Recorded data
....................

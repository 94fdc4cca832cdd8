// SPDX-License-Identifier: Apache-2.0
// © James Ross Ω FLYING•ROBOTS <https://github.com/flyingrobots>
//! Page settings read from browser-side storage.
//!
//! Settings are provisioned out of band (deploy script, dev tools) and only
//! ever read by the page. A [`SettingsSource`] binds a [`ConfigStore`] to the
//! one key its JSON blob lives under.

use serde::de::DeserializeOwned;
use thiserror::Error;
use tracing::{debug, warn};

/// Read-only storage port for settings text.
pub trait ConfigStore {
    /// Text stored under `key`, or `None` when nothing is stored there.
    fn read(&self, key: &str) -> Result<Option<String>, ConfigError>;
}

/// Why settings could not be read.
#[derive(Debug, Error)]
pub enum ConfigError {
    /// The backing storage cannot be reached (e.g. disabled by the browser).
    #[error("storage unavailable: {0}")]
    Unavailable(String),
    /// The stored text is not a valid settings blob.
    #[error("malformed settings under {key:?}: {source}")]
    Malformed {
        /// Key the blob was read from.
        key: String,
        /// Decoder failure.
        #[source]
        source: serde_json::Error,
    },
}

/// One JSON settings blob at a fixed key.
#[derive(Debug, Clone)]
pub struct SettingsSource<S> {
    store: S,
    key: &'static str,
}

impl<S: ConfigStore> SettingsSource<S> {
    /// Read settings stored under `key` in `store`.
    pub const fn new(store: S, key: &'static str) -> Self {
        Self { store, key }
    }

    /// Key the blob lives under.
    pub const fn key(&self) -> &'static str {
        self.key
    }

    /// Decode the blob. Absent or blank text yields `T::default()`; fields
    /// the blob omits are up to `T`'s serde defaults.
    pub fn load<T>(&self) -> Result<T, ConfigError>
    where
        T: DeserializeOwned + Default,
    {
        let Some(text) = self.store.read(self.key)? else {
            debug!(key = self.key, "no stored settings");
            return Ok(T::default());
        };
        if text.trim().is_empty() {
            return Ok(T::default());
        }
        serde_json::from_str(&text).map_err(|source| ConfigError::Malformed {
            key: self.key.to_string(),
            source,
        })
    }

    /// [`load`](Self::load), with any failure logged and replaced by the
    /// defaults. Page boot goes through here.
    pub fn load_or_default<T>(&self) -> T
    where
        T: DeserializeOwned + Default,
    {
        self.load().unwrap_or_else(|err| {
            warn!(key = self.key, error = %err, "settings unreadable, using defaults");
            T::default()
        })
    }
}
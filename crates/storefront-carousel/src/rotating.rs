// SPDX-License-Identifier: Apache-2.0
// © James Ross Ω FLYING•ROBOTS <https://github.com/flyingrobots>
//! Index-swap carousel: one active slide, cycled on a timer and jumpable via
//! indicator dots.
//!
//! States are the slide positions `0..N`. The timer moves `i -> (i + 1) % N`;
//! an indicator click moves `i -> k` and gives slide `k` a full fresh dwell
//! by canceling the pending advance before the jump and re-arming after it.

use storefront_app_core::timer::{TimerId, TimerIds, TimerSlot};
use tracing::{debug, warn};

use crate::config::CarouselConfig;
use crate::effect::{disarm, rearm, Effect, TimerKind};
use crate::port::Carousel;
use crate::SetupError;

/// Non-timer inputs of the index-swap carousel.
#[derive(Debug, Clone, Copy, PartialEq, Eq)]
pub enum RotatingEvent {
    /// Indicator dot `k` was clicked.
    IndicatorClicked(usize),
}

/// Index-swap carousel state.
#[derive(Debug, Clone)]
pub struct RotatingCarousel {
    slides: usize,
    current: usize,
    interval_ms: u32,
    ids: TimerIds,
    advance: TimerSlot,
}

impl RotatingCarousel {
    /// Build a controller for `slides` slides and `indicators` dots.
    ///
    /// Either count being zero means the markup is absent and the widget
    /// stays inert.
    pub fn new(
        slides: usize,
        indicators: usize,
        config: &CarouselConfig,
    ) -> Result<Self, SetupError> {
        if slides == 0 {
            return Err(SetupError::NoSlides);
        }
        if indicators == 0 {
            return Err(SetupError::NoIndicators);
        }
        Ok(Self {
            slides,
            current: 0,
            interval_ms: config.rotate_interval_ms,
            ids: TimerIds::new(),
            advance: TimerSlot::new(),
        })
    }

    /// Position of the active slide.
    pub const fn current(&self) -> usize {
        self.current
    }

    /// Number of slides.
    pub const fn len(&self) -> usize {
        self.slides
    }

    /// Always false; an empty carousel cannot be built.
    pub const fn is_empty(&self) -> bool {
        false
    }

    /// Whether slide `index` carries the active marker.
    pub const fn is_active(&self, index: usize) -> bool {
        index == self.current
    }

    /// The auto-advance timer currently pending.
    pub const fn pending_timer(&self) -> Option<TimerId> {
        self.advance.current()
    }

    fn jump(&mut self, target: usize, out: &mut Vec<Effect>) {
        disarm(&mut self.advance, out);
        self.current = target;
        out.push(Effect::Activate { index: target });
        rearm(
            &mut self.advance,
            &mut self.ids,
            TimerKind::Advance,
            self.interval_ms,
            out,
        );
    }
}

impl Carousel for RotatingCarousel {
    type Event = RotatingEvent;

    fn start(&mut self) -> Vec<Effect> {
        let mut out = Vec::with_capacity(3);
        self.jump(0, &mut out);
        out
    }

    fn handle(&mut self, event: RotatingEvent) -> Vec<Effect> {
        let RotatingEvent::IndicatorClicked(target) = event;
        if target >= self.slides {
            warn!(target, slides = self.slides, "indicator without a slide");
            return Vec::new();
        }
        debug!(from = self.current, to = target, "indicator jump");
        let mut out = Vec::with_capacity(3);
        self.jump(target, &mut out);
        out
    }

    fn on_timer(&mut self, timer: TimerId) -> Vec<Effect> {
        if !self.advance.claim(timer) {
            debug!(%timer, "stale advance ignored");
            return Vec::new();
        }
        let next = (self.current + 1) % self.slides;
        let mut out = Vec::with_capacity(2);
        self.jump(next, &mut out);
        out
    }
}

#[allow(clippy::unwrap_used)]
#[cfg(test)]
mod tests {
    use super::*;

    fn carousel(slides: usize) -> RotatingCarousel {
        RotatingCarousel::new(slides, slides, &CarouselConfig::default()).unwrap()
    }

    fn scheduled(effects: &[Effect]) -> TimerId {
        effects
            .iter()
            .find_map(|e| match e {
                Effect::Schedule { timer, .. } => Some(*timer),
                _ => None,
            })
            .unwrap()
    }

    #[test]
    fn missing_markup_is_inert() {
        let cfg = CarouselConfig::default();
        assert_eq!(
            RotatingCarousel::new(0, 3, &cfg).unwrap_err(),
            SetupError::NoSlides
        );
        assert_eq!(
            RotatingCarousel::new(3, 0, &cfg).unwrap_err(),
            SetupError::NoIndicators
        );
    }

    #[test]
    fn start_activates_first_slide_and_arms_timer() {
        let mut c = carousel(3);
        let effects = c.start();
        assert_eq!(effects[0], Effect::Activate { index: 0 });
        assert!(matches!(
            effects[1],
            Effect::Schedule {
                kind: TimerKind::Advance,
                delay_ms: 3000,
                ..
            }
        ));
        assert!(c.is_active(0));
    }

    #[test]
    fn timer_wraps_around() {
        let mut c = carousel(2);
        let mut t = scheduled(&c.start());
        t = scheduled(&c.on_timer(t));
        assert_eq!(c.current(), 1);
        c.on_timer(t);
        assert_eq!(c.current(), 0);
    }

    #[test]
    fn indicator_cancels_before_activating() {
        let mut c = carousel(4);
        let pending = scheduled(&c.start());
        let effects = c.handle(RotatingEvent::IndicatorClicked(2));
        assert_eq!(effects[0], Effect::Cancel { timer: pending });
        assert_eq!(effects[1], Effect::Activate { index: 2 });
        assert!(matches!(effects[2], Effect::Schedule { .. }));
        assert_eq!(effects.len(), 3);
    }

    #[test]
    fn stale_timer_after_click_does_nothing() {
        let mut c = carousel(4);
        let pending = scheduled(&c.start());
        c.handle(RotatingEvent::IndicatorClicked(3));
        assert!(c.on_timer(pending).is_empty());
        assert_eq!(c.current(), 3);
    }

    #[test]
    fn out_of_range_indicator_is_ignored() {
        let mut c = RotatingCarousel::new(2, 5, &CarouselConfig::default()).unwrap();
        c.start();
        assert!(c.handle(RotatingEvent::IndicatorClicked(4)).is_empty());
        assert_eq!(c.current(), 0);
    }
}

....................

Work required: Look for the line with "assert!(c.on_timer(pending).is_empty());" in the records above. Repeat it and each line after it exactly.

Result of this exercise:
        assert!(c.on_timer(pending).is_empty());
        assert_eq!(c.current(), 3);
    }

    #[test]
    fn out_of_range_indicator_is_ignored() {
        let mut c = RotatingCarousel::new(2, 5, &CarouselConfig::default()).unwrap();
        c.start();
        assert!(c.handle(RotatingEvent::IndicatorClicked(4)).is_empty());
        assert_eq!(c.current(), 0);
    }
}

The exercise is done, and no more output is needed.